§ Records to use
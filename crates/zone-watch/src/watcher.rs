//! Zone watcher: one watch session over a sensor subscription
//!
//! Samples are consumed by a single task, so the evaluate-and-update step
//! never interleaves. The session state is additionally behind a mutex so
//! readers (status endpoints) see a consistent snapshot.

use crate::notify::{geofence_alert, NotificationSink};
use crate::sensor::{LocationSample, LocationSensor, PermissionScope, PermissionStatus, Subscription, SubscriptionOptions};
use crate::throttle::SampleThrottle;
use crate::{Result, WatchError};
use risk_zones::{evaluate, ProximityConfig, WatchSessionState, ZoneRegistry};
use serde::{Deserialize, Serialize};
use std::sync::Arc;
use std::time::Duration;
use tokio::sync::{oneshot, watch, Mutex};
use tokio::task::JoinHandle;
use tokio::time::timeout;
use tracing::{debug, info, warn};

#[derive(Debug, Clone, PartialEq, Serialize, Deserialize)]
#[serde(default)]
pub struct WatchConfig {
    /// Evaluate at least this often while stationary
    pub interval_ms: u64,
    /// ... or whenever the device has moved this far
    pub min_distance_m: f64,
    pub permission_timeout_ms: u64,
    pub fix_timeout_ms: u64,
    pub dispatch_timeout_ms: u64,
    /// Ask for background permission as well as foreground
    pub require_background: bool,
    pub proximity: ProximityConfig,
}

impl Default for WatchConfig {
    fn default() -> Self {
        Self {
            interval_ms: 5_000,
            min_distance_m: 100.0,
            permission_timeout_ms: 30_000,
            fix_timeout_ms: 15_000,
            dispatch_timeout_ms: 10_000,
            require_background: true,
            proximity: ProximityConfig::default(),
        }
    }
}

impl WatchConfig {
    pub fn interval(&self) -> Duration {
        Duration::from_millis(self.interval_ms)
    }

    fn subscription_options(&self) -> SubscriptionOptions {
        SubscriptionOptions {
            interval: self.interval(),
            min_distance_m: self.min_distance_m,
        }
    }
}

#[derive(Debug, Clone, Copy, PartialEq, Eq, Serialize, Deserialize)]
#[serde(rename_all = "lowercase")]
pub enum WatchStatus {
    Stopped,
    Starting,
    Running,
}

struct RunningSession {
    stop_tx: oneshot::Sender<()>,
    task: JoinHandle<()>,
}

/// Everything the session task needs, cloned out of the watcher
#[derive(Clone)]
struct SessionContext {
    sink: Arc<dyn NotificationSink>,
    zones: Arc<ZoneRegistry>,
    config: WatchConfig,
    state: Arc<Mutex<WatchSessionState>>,
    status: Arc<watch::Sender<WatchStatus>>,
}

pub struct ZoneWatcher {
    sensor: Arc<dyn LocationSensor>,
    ctx: SessionContext,
    lifecycle: Mutex<Option<RunningSession>>,
}

impl ZoneWatcher {
    pub fn new(
        sensor: Arc<dyn LocationSensor>,
        sink: Arc<dyn NotificationSink>,
        zones: Arc<ZoneRegistry>,
        config: WatchConfig,
    ) -> Self {
        let (status, _) = watch::channel(WatchStatus::Stopped);
        Self {
            sensor,
            ctx: SessionContext {
                sink,
                zones,
                config,
                state: Arc::new(Mutex::new(WatchSessionState::default())),
                status: Arc::new(status),
            },
            lifecycle: Mutex::new(None),
        }
    }

    /// Start a session. A no-op while one is already running.
    ///
    /// Permission denial is returned to the caller and not retried; the
    /// watcher goes back to `Stopped`.
    pub async fn start(&self) -> Result<()> {
        let mut lifecycle = self.lifecycle.lock().await;
        if lifecycle.is_some() && self.status() != WatchStatus::Stopped {
            debug!("Zone watcher already running");
            return Ok(());
        }
        // A session that ended on its own (sensor gone) is reaped first
        if let Some(stale) = lifecycle.take() {
            if let Err(e) = stale.task.await {
                warn!("Zone watch task ended abnormally: {}", e);
            }
        }

        self.ctx.status.send_replace(WatchStatus::Starting);
        let subscription = match self.open_subscription().await {
            Ok(sub) => sub,
            Err(e) => {
                warn!("Zone watcher failed to start: {}", e);
                self.ctx.status.send_replace(WatchStatus::Stopped);
                return Err(e);
            }
        };

        *self.ctx.state.lock().await = WatchSessionState::default();
        self.ctx.status.send_replace(WatchStatus::Running);

        let (stop_tx, stop_rx) = oneshot::channel();
        let task = tokio::spawn(run_session(subscription, stop_rx, self.ctx.clone()));
        *lifecycle = Some(RunningSession { stop_tx, task });

        info!(
            "Zone watcher started ({} zones, every {} ms or {} m)",
            self.ctx.zones.len(),
            self.ctx.config.interval_ms,
            self.ctx.config.min_distance_m
        );
        Ok(())
    }

    /// Stop the session and drop its state. A no-op while stopped.
    pub async fn stop(&self) {
        let mut lifecycle = self.lifecycle.lock().await;
        let Some(session) = lifecycle.take() else {
            debug!("Zone watcher already stopped");
            return;
        };

        // The task may already have exited after a sensor failure
        let _ = session.stop_tx.send(());
        if let Err(e) = session.task.await {
            warn!("Zone watch task ended abnormally: {}", e);
        }

        *self.ctx.state.lock().await = WatchSessionState::default();
        self.ctx.status.send_replace(WatchStatus::Stopped);
        info!("Zone watcher stopped");
    }

    pub fn status(&self) -> WatchStatus {
        *self.ctx.status.borrow()
    }

    pub fn subscribe_status(&self) -> watch::Receiver<WatchStatus> {
        self.ctx.status.subscribe()
    }

    pub async fn session_state(&self) -> WatchSessionState {
        self.ctx.state.lock().await.clone()
    }

    pub fn zones(&self) -> &ZoneRegistry {
        &self.ctx.zones
    }

    pub fn config(&self) -> &WatchConfig {
        &self.ctx.config
    }

    /// One-shot fix from the sensor, outside any session
    pub async fn current_location(&self) -> Result<LocationSample> {
        let fix = timeout(
            Duration::from_millis(self.ctx.config.fix_timeout_ms),
            self.sensor.current_location(),
        )
        .await
        .map_err(|_| WatchError::Timeout("location fix"))?;
        Ok(fix?)
    }

    async fn open_subscription(&self) -> Result<Subscription> {
        let permission_timeout = Duration::from_millis(self.ctx.config.permission_timeout_ms);
        let mut scopes = vec![PermissionScope::Foreground];
        if self.ctx.config.require_background {
            scopes.push(PermissionScope::Background);
        }

        for scope in scopes {
            let status = timeout(permission_timeout, self.sensor.request_permission(scope))
                .await
                .map_err(|_| WatchError::Timeout("location permission"))??;
            if status == PermissionStatus::Denied {
                return Err(WatchError::PermissionDenied(scope));
            }
        }

        let subscription = timeout(
            permission_timeout,
            self.sensor.subscribe(self.ctx.config.subscription_options()),
        )
        .await
        .map_err(|_| WatchError::Timeout("location subscription"))??;
        Ok(subscription)
    }
}

async fn run_session(mut subscription: Subscription, mut stop_rx: oneshot::Receiver<()>, ctx: SessionContext) {
    let mut throttle = SampleThrottle::new(ctx.config.interval(), ctx.config.min_distance_m);

    loop {
        tokio::select! {
            biased;
            _ = &mut stop_rx => break,
            reading = subscription.readings.recv() => match reading {
                Some(Ok(sample)) => {
                    if throttle.should_evaluate(&sample) {
                        ctx.handle_sample(&sample).await;
                    } else {
                        debug!("Sample at {} throttled", sample.point);
                    }
                }
                Some(Err(e)) => warn!("Location sensor error: {}", e),
                None => {
                    warn!("Location sensor closed the subscription, stopping watch");
                    *ctx.state.lock().await = WatchSessionState::default();
                    ctx.status.send_replace(WatchStatus::Stopped);
                    break;
                }
            },
        }
    }

    subscription.cancel();
}

impl SessionContext {
    async fn handle_sample(&self, sample: &LocationSample) {
        let events = {
            let mut state = self.state.lock().await;
            let eval = evaluate(&sample.point, self.zones.list(), &state, &self.config.proximity);
            *state = eval.new_state;
            eval.events
        };

        debug!("Evaluated sample at {}: {} event(s)", sample.point, events.len());

        let dispatch_timeout = Duration::from_millis(self.config.dispatch_timeout_ms);
        for event in &events {
            let zone = event.zone();
            info!(
                "{} zone {} ({}) at {:.0} m",
                if event.is_entry() { "Entered" } else { "Approaching" },
                zone.id,
                zone.name,
                event.distance_m()
            );

            let alert = geofence_alert(event, sample);
            match timeout(dispatch_timeout, self.sink.deliver(&alert)).await {
                Ok(Ok(id)) => debug!("Alert {} delivered", id),
                Ok(Err(e)) => warn!("Alert for zone {} not delivered: {}", zone.id, e),
                Err(_) => warn!("Alert for zone {} timed out", zone.id),
            }
        }
    }
}

#[cfg(test)]
mod tests {
    use super::*;

    #[test]
    fn test_config_defaults() {
        let config = WatchConfig::default();
        assert_eq!(config.interval(), Duration::from_secs(5));
        assert_eq!(config.min_distance_m, 100.0);
        assert_eq!(config.proximity.near_buffer_m, 200.0);
    }

    #[test]
    fn test_config_partial_json() {
        let config: WatchConfig = serde_json::from_str(r#"{"interval_ms": 1000}"#).unwrap();
        assert_eq!(config.interval_ms, 1000);
        assert_eq!(config.min_distance_m, 100.0);
        assert!(config.require_background);
    }
}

§ Problem description
Working from the data above, extract solely the lines from the one containing "pub async fn start(&self)" through the one containing "if let Some(stale)", exactly as they appear, both included.

§ Exercise output
    pub async fn start(&self) -> Result<()> {
        let mut lifecycle = self.lifecycle.lock().await;
        if lifecycle.is_some() && self.status() != WatchStatus::Stopped {
            debug!("Zone watcher already running");
            return Ok(());
        }
        // A session that ended on its own (sensor gone) is reaped first
        if let Some(stale) = lifecycle.take() {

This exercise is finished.